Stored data
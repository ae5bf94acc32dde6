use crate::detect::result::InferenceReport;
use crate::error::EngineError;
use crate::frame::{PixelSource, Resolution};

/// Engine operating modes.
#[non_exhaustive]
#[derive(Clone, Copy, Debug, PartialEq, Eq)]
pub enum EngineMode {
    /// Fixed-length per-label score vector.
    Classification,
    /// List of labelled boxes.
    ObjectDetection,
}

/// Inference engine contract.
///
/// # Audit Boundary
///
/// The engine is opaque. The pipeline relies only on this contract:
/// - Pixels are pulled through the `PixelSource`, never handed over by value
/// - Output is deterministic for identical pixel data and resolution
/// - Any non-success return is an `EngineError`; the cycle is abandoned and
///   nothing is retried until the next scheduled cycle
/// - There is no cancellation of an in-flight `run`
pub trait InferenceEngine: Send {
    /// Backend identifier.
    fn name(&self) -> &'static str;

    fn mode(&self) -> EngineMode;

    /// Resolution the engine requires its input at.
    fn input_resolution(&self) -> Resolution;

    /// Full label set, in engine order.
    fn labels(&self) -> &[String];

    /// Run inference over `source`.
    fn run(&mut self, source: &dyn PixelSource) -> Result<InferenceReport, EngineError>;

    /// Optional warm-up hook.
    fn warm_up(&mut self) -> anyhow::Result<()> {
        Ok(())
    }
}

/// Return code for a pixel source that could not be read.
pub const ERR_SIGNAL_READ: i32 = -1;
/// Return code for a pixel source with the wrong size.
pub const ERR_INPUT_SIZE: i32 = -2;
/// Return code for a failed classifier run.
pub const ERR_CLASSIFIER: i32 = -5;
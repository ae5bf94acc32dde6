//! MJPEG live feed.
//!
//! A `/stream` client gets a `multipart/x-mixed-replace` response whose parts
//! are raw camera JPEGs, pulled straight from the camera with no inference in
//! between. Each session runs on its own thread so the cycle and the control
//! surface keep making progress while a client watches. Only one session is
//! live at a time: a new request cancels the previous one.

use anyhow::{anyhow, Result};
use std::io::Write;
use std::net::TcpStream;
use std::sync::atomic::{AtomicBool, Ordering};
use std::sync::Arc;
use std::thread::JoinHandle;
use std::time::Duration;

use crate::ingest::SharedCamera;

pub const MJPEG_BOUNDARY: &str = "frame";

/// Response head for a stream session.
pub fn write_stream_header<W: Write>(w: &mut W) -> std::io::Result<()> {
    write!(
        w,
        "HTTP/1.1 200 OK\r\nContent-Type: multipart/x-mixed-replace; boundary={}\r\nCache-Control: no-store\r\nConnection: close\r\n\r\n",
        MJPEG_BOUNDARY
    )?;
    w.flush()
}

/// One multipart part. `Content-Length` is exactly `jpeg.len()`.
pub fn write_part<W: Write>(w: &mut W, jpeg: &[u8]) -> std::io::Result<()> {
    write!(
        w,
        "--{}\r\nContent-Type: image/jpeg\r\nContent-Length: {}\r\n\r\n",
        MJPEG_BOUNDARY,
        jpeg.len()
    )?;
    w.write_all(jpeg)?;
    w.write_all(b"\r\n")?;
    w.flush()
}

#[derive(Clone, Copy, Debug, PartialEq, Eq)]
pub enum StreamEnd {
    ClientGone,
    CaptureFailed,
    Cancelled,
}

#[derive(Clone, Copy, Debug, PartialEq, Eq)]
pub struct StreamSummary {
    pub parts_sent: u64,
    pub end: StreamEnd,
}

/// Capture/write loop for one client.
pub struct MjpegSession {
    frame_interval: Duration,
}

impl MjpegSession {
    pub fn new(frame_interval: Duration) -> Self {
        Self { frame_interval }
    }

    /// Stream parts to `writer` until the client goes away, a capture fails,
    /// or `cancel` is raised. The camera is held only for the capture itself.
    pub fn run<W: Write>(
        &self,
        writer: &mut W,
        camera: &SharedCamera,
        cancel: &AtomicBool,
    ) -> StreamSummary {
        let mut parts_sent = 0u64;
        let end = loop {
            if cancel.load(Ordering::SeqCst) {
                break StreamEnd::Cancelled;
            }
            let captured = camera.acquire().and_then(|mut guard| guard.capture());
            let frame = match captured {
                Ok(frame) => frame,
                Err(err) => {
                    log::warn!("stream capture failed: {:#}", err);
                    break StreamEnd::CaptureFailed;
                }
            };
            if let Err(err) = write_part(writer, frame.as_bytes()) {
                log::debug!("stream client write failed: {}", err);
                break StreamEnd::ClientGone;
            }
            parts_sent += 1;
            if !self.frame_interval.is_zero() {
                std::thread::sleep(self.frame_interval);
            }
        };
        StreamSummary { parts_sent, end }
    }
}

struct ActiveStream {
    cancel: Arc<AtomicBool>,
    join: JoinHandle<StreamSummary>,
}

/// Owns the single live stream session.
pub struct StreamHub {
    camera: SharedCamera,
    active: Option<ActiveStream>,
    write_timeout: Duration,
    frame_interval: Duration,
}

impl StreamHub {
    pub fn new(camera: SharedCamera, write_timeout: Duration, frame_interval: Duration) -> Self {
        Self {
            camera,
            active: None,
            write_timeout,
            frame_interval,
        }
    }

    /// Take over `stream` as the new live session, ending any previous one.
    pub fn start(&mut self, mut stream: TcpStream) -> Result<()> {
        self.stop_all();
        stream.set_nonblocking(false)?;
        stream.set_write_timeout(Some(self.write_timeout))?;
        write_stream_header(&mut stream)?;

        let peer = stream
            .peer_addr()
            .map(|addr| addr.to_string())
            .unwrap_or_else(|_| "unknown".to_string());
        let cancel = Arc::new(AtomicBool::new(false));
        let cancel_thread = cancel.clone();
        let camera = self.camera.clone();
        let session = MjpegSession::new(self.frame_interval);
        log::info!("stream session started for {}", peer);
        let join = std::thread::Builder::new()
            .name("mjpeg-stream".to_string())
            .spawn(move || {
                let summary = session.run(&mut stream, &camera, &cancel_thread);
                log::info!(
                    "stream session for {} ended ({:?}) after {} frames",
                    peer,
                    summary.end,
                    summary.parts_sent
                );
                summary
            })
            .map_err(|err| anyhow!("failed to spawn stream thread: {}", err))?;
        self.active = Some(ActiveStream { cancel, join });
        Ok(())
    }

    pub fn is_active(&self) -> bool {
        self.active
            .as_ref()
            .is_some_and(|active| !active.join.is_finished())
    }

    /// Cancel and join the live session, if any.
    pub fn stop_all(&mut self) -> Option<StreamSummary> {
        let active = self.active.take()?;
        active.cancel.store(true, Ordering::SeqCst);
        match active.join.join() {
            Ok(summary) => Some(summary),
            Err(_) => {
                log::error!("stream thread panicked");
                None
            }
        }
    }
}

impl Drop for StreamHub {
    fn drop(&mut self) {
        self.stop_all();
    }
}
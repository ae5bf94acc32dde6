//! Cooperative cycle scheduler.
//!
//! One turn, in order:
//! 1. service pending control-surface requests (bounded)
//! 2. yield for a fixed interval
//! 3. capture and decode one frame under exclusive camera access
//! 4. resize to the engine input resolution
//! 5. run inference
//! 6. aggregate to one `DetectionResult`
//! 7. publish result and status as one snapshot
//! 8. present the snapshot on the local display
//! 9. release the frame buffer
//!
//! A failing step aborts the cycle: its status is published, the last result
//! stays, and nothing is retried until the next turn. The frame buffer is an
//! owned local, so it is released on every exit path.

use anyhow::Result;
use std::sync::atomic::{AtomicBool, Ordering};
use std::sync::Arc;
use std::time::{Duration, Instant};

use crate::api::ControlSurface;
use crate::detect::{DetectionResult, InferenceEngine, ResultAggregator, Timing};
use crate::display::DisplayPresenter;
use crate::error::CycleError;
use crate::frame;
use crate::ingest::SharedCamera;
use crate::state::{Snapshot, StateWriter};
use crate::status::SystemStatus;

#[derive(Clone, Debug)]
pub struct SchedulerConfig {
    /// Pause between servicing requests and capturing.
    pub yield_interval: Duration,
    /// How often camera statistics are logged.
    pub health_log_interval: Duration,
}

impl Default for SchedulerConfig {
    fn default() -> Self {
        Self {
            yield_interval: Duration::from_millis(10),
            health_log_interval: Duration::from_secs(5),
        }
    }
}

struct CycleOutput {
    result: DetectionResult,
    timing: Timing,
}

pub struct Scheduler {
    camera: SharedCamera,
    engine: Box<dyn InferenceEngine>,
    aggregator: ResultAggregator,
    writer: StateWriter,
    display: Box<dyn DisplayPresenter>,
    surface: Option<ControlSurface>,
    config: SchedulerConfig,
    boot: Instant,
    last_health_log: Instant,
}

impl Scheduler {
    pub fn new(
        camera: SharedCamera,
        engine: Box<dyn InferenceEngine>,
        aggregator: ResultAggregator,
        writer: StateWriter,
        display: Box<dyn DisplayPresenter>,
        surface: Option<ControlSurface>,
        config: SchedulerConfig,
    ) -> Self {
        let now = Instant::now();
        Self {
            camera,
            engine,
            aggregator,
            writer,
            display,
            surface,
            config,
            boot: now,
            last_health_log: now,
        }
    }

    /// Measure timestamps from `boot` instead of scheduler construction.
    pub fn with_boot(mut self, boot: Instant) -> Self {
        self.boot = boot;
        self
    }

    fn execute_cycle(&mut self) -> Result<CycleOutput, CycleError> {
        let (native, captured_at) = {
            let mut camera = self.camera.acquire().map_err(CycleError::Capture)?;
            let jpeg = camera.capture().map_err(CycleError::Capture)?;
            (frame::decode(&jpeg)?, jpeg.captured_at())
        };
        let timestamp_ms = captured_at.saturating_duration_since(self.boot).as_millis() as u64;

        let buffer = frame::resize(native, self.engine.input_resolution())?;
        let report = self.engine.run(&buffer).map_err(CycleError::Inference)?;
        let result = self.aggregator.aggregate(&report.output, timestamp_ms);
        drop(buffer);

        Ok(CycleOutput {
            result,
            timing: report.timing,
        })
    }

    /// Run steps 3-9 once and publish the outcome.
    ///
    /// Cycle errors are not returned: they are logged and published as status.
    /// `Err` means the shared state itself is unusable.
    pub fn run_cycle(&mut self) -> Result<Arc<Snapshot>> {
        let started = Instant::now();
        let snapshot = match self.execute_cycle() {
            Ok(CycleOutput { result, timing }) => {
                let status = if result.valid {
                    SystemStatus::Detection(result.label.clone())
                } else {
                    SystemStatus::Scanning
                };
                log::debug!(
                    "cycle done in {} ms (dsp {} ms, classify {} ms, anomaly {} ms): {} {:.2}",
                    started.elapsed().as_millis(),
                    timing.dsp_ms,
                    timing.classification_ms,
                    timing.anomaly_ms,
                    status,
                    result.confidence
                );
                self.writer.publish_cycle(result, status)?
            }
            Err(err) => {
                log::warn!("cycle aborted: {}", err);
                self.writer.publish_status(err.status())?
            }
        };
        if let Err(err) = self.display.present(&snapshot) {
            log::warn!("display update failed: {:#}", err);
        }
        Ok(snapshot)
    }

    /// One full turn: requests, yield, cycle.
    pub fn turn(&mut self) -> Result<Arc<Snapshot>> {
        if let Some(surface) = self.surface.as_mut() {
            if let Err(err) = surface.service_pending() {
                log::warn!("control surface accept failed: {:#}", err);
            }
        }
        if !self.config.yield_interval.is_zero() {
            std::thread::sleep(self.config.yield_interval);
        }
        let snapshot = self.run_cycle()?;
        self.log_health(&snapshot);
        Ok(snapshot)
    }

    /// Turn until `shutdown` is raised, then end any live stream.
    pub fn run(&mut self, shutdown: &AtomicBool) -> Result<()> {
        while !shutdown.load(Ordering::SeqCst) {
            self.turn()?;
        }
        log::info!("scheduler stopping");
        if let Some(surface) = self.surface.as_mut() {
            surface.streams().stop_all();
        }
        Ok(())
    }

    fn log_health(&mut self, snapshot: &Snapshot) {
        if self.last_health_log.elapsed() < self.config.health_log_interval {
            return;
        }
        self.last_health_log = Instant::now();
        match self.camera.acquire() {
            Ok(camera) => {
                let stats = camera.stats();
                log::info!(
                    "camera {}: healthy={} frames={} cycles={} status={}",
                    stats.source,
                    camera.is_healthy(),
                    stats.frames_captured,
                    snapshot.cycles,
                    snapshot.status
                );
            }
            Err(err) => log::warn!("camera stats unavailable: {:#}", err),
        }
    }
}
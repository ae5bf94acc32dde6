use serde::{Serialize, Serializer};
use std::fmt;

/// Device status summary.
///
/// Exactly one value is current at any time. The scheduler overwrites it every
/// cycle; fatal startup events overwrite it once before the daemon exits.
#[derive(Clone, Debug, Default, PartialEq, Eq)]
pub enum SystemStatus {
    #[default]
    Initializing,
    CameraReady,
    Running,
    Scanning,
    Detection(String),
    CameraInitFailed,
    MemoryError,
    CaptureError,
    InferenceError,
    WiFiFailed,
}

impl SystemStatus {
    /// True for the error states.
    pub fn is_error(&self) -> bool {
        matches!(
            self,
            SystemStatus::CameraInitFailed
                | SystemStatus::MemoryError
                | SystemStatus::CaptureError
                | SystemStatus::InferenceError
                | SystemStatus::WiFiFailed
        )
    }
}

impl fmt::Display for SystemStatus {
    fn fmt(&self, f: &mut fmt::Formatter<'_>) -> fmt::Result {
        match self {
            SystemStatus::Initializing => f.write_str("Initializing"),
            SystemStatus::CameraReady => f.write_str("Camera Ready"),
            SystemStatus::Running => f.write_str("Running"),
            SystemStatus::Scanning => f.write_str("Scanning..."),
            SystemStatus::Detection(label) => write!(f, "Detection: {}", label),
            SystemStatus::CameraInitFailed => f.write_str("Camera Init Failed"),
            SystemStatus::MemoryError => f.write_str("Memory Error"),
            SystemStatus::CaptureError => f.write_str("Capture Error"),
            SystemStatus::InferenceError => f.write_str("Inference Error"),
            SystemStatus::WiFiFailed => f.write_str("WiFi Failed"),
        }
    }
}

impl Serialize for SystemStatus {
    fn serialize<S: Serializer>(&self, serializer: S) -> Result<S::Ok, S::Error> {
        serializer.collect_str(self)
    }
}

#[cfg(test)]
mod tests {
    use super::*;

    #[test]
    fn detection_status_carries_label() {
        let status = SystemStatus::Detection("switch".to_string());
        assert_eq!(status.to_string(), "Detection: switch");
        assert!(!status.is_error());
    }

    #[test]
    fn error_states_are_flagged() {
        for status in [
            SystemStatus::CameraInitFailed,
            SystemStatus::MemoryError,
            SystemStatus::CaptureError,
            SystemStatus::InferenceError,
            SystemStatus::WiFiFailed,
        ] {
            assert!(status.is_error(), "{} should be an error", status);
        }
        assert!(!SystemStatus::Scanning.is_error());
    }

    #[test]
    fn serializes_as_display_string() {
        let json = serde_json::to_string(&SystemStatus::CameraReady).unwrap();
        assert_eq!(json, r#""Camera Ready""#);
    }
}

Exercise aim: Return each line above where the word "contract" shows up.

Written answer:
/// Inference engine contract.
/// The engine is opaque. The pipeline relies only on this contract:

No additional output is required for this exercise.